Hovering over an alternative option generates an automatic preview based on the selected dataset and parameters. Once the desired visualization is finalized, selecting “Anwenden” inserts the chart directly into the publication document.
5. Chart Inserted
The generated chart is added to the publication document as a graphic section, positioned directly below the dataset. If required, the original data section can be removed at this stage if needed.
Additional sections can then be inserted, such as a source reference or descriptive text elements that contextualize the visualization.
6. Add Footnote
A footnote is inserted in a section below the chart to reference or contextualize the visualization. Formatting options such as bold, italic, and headline styles can be applied directly through the toolbar to structure the content as required.
Key Improvements
The redesigned concept introduces several improvements that streamline research workflows and reduce reliance on external tools.
1.A simplified and more reliable publication workflow
The publication process is based on a predefined block structure consisting of text, graphic, footnote, and other content elements. These blocks function as structured tokens that are automatically adapted during export to match the formatting requirements of the selected journal.
2.Automated formatting across multiple journal guidelines
Once created, the content functions as a reusable structural source. It can be exported in different layouts, with the system automatically applying the specific formatting rules of each journal. This eliminates repetitive manual adjustments when submitting the same study to multiple publishers.

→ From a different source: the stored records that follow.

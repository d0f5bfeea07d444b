//! Unified ingestion entrypoint.
//!
//! Most callers should use [`ingest_from_path`], which reads a file into a raw
//! [`crate::types::Table`] and reports the sheet names it found.
//!
//! - If [`IngestionOptions::format`] is `None`, the first reader is chosen by [`super::sniff`].
//! - Whatever the first reader, a failure walks the fallback chain before giving up; uploaded
//!   files often carry an extension that does not match their content.
//! - If an [`super::observability::IngestionObserver`] is provided, success/failure/alerts are
//!   reported to it.

use std::fmt;
use std::path::{Path, PathBuf};
use std::sync::Arc;

use tracing::{debug, warn};

use crate::error::{IngestionError, IngestionResult};
use crate::types::Table;

use super::csv;
use super::excel::{self, SpreadsheetEngine};
use super::observability::{
    IngestionContext, IngestionObserver, IngestionSeverity, IngestionStage, IngestionStats,
};
use super::sniff::{sniff, ReadPlan};

/// Sheet name reported for delimited text.
pub const CSV_SHEET_NAME: &str = "csv";

/// Supported ingestion formats.
#[derive(Debug, Clone, Copy, PartialEq, Eq)]
pub enum IngestionFormat {
    /// Delimited text.
    Csv,
    /// Modern (zip container) spreadsheet.
    Xlsx,
    /// Legacy spreadsheet.
    Xls,
}

impl IngestionFormat {
    /// Parse an ingestion format from a file extension (case-insensitive, without the dot).
    pub fn from_extension(ext: &str) -> Option<Self> {
        match ext.to_ascii_lowercase().as_str() {
            "csv" => Some(Self::Csv),
            "xlsx" => Some(Self::Xlsx),
            "xls" => Some(Self::Xls),
            _ => None,
        }
    }
}

/// Options controlling unified ingestion behavior.
///
/// Use [`Default`] for common cases.
#[derive(Clone)]
pub struct IngestionOptions {
    /// If `None`, sniff the file to pick the first reader.
    pub format: Option<IngestionFormat>,
    /// Optional observer for logging/alerts.
    pub observer: Option<Arc<dyn IngestionObserver>>,
    /// Severity threshold at which `on_alert` is invoked.
    pub alert_at_or_above: IngestionSeverity,
}

impl fmt::Debug for IngestionOptions {
    fn fmt(&self, f: &mut fmt::Formatter<'_>) -> fmt::Result {
        f.debug_struct("IngestionOptions")
            .field("format", &self.format)
            .field("observer_set", &self.observer.is_some())
            .field("alert_at_or_above", &self.alert_at_or_above)
            .finish()
    }
}

impl Default for IngestionOptions {
    fn default() -> Self {
        Self {
            format: None,
            observer: None,
            alert_at_or_above: IngestionSeverity::Critical,
        }
    }
}

impl IngestionOptions {
    pub(crate) fn report_success(&self, ctx: &IngestionContext, stats: IngestionStats) {
        if let Some(obs) = self.observer.as_ref() {
            obs.on_success(ctx, stats);
        }
    }

    pub(crate) fn report_cleaned(
        &self,
        ctx: &IngestionContext,
        raw: IngestionStats,
        clean: IngestionStats,
    ) {
        if let Some(obs) = self.observer.as_ref() {
            obs.on_cleaned(ctx, raw, clean);
        }
    }

    /// Report a failure to the observer, alerting when the severity meets the threshold.
    pub(crate) fn report_failure(&self, ctx: &IngestionContext, error: &IngestionError) {
        if let Some(obs) = self.observer.as_ref() {
            let sev = IngestionSeverity::for_error(error);
            obs.on_failure(ctx, sev, error);
            if sev >= self.alert_at_or_above {
                obs.on_alert(ctx, sev, error);
            }
        }
    }
}

/// A raw table as read from a file, before cleaning.
#[derive(Debug, Clone, PartialEq)]
pub struct IngestedTable {
    /// Raw cells.
    pub table: Table,
    /// Sheet names in workbook order; the first one was read. `["csv"]` for delimited text.
    pub sheet_names: Vec<String>,
    /// Reader that produced the table.
    pub format: IngestionFormat,
    /// Source path.
    pub path: PathBuf,
}

impl IngestedTable {
    pub fn stats(&self) -> IngestionStats {
        IngestionStats {
            rows: self.table.row_count(),
            columns: self.table.column_count(),
        }
    }
}

/// Unified ingestion entry point for path-based sources.
///
/// Reader selection (see [`super::sniff::Sniffed::plan`]) then the fallback chain:
///
/// - a content error (the engine cannot interpret the bytes) retries with the legacy spreadsheet
///   engine, and if that fails too, with delimited text
/// - any other error retries once with delimited text
/// - the error of the last attempt is returned
///
/// When an observer is configured, this function reports, at [`IngestionStage::Read`]:
///
/// - `on_success` on success, with raw row/column stats
/// - `on_failure` on failure, with a computed severity
/// - `on_alert` on failure when the computed severity is >= `options.alert_at_or_above`
///
/// # Examples
///
/// ```no_run
/// use sheet_dashboard::ingestion::{ingest_from_path, IngestionOptions};
///
/// # fn main() -> Result<(), sheet_dashboard::IngestionError> {
/// // A `.xls` file that is really comma-separated text still ingests.
/// let raw = ingest_from_path("exported_report.xls", &IngestionOptions::default())?;
/// println!("rows={} sheets={:?}", raw.table.row_count(), raw.sheet_names);
/// # Ok(())
/// # }
/// ```
pub fn ingest_from_path(
    path: impl AsRef<Path>,
    options: &IngestionOptions,
) -> IngestionResult<IngestedTable> {
    let path = path.as_ref();
    let ingested = read_reporting_failure(path, options)?;
    options.report_success(
        &IngestionContext {
            path: path.to_path_buf(),
            format: Some(ingested.format),
            stage: IngestionStage::Read,
        },
        ingested.stats(),
    );
    Ok(ingested)
}

/// Read `path` through the fallback chain, reporting only a failure to the observer.
pub(crate) fn read_reporting_failure(
    path: &Path,
    options: &IngestionOptions,
) -> IngestionResult<IngestedTable> {
    let plan = match options.format {
        Some(f) => ReadPlan::from(f),
        None => sniff(path).plan(),
    };
    debug!(path = %path.display(), ?plan, "reading file");

    read_with_fallback(path, plan).inspect_err(|e| {
        options.report_failure(
            &IngestionContext {
                path: path.to_path_buf(),
                format: None,
                stage: IngestionStage::Read,
            },
            e,
        )
    })
}

fn read_with_fallback(path: &Path, plan: ReadPlan) -> IngestionResult<IngestedTable> {
    match read_planned(path, plan) {
        Ok(ingested) => Ok(ingested),
        Err(err) if err.is_content_error() => {
            warn!(
                path = %path.display(),
                %err,
                "content not readable as planned; trying legacy spreadsheet engine"
            );
            read_sheet(path, SpreadsheetEngine::Legacy).or_else(|legacy_err| {
                debug!(
                    %legacy_err,
                    "legacy spreadsheet engine failed; falling back to delimited text"
                );
                read_csv(path)
            })
        }
        Err(err) => {
            warn!(path = %path.display(), %err, "read failed; last attempt as delimited text");
            read_csv(path)
        }
    }
}

fn read_planned(path: &Path, plan: ReadPlan) -> IngestionResult<IngestedTable> {
    match plan {
        ReadPlan::Csv => read_csv(path),
        ReadPlan::Xlsx => read_sheet(path, SpreadsheetEngine::Modern),
        ReadPlan::Xls => read_sheet(path, SpreadsheetEngine::Legacy),
        ReadPlan::CsvThenXlsx => read_csv(path).or_else(|csv_err| {
            debug!(%csv_err, "not delimited text; trying modern spreadsheet engine");
            read_sheet(path, SpreadsheetEngine::Modern)
        }),
    }
}

fn read_csv(path: &Path) -> IngestionResult<IngestedTable> {
    let table = csv::ingest_csv_from_path(path)?;
    Ok(IngestedTable {
        table,
        sheet_names: vec![CSV_SHEET_NAME.to_string()],
        format: IngestionFormat::Csv,
        path: path.to_path_buf(),
    })
}

fn read_sheet(path: &Path, engine: SpreadsheetEngine) -> IngestionResult<IngestedTable> {
    let (table, sheet_names) = excel::ingest_excel_from_path(path, engine)?;
    Ok(IngestedTable {
        table,
        sheet_names,
        format: match engine {
            SpreadsheetEngine::Modern => IngestionFormat::Xlsx,
            SpreadsheetEngine::Legacy => IngestionFormat::Xls,
        },
        path: path.to_path_buf(),
    })
}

3.Flexible and refined chart creation
Users can generate highly customizable visualizations directly within the system. The chart editor provides detailed control over visual parameters.
Prototype Userflow
Here is the user flow described above presented as a screencast.
Reflection
This project was conceptually and technically demanding. It marked my first in depth engagement with dashboard systems, statistical analysis tools, and scientific research workflows. Understanding different chart types, their appropriate use cases, and the relationship between structured datasets and visual representation required extensive exploration.
Designing an interaction model that allows users to select parameters, modify them dynamically, and receive immediate visual feedback involved multiple iterations. Translating numerical structures into flexible yet controlled visual outputs proved to be one of the central challenges.
The concept would benefit from further validation through user testing with researchers to assess clarity, efficiency, and practical applicability. In addition, consultation with academic publishers would be necessary to verify technical feasibility and formatting requirements.
Overall, the project strengthened my ability to navigate complex systems and translate analytical processes into structured interaction models. With further refinement and testing, the concept has clear potential to improve the research and publication workflow.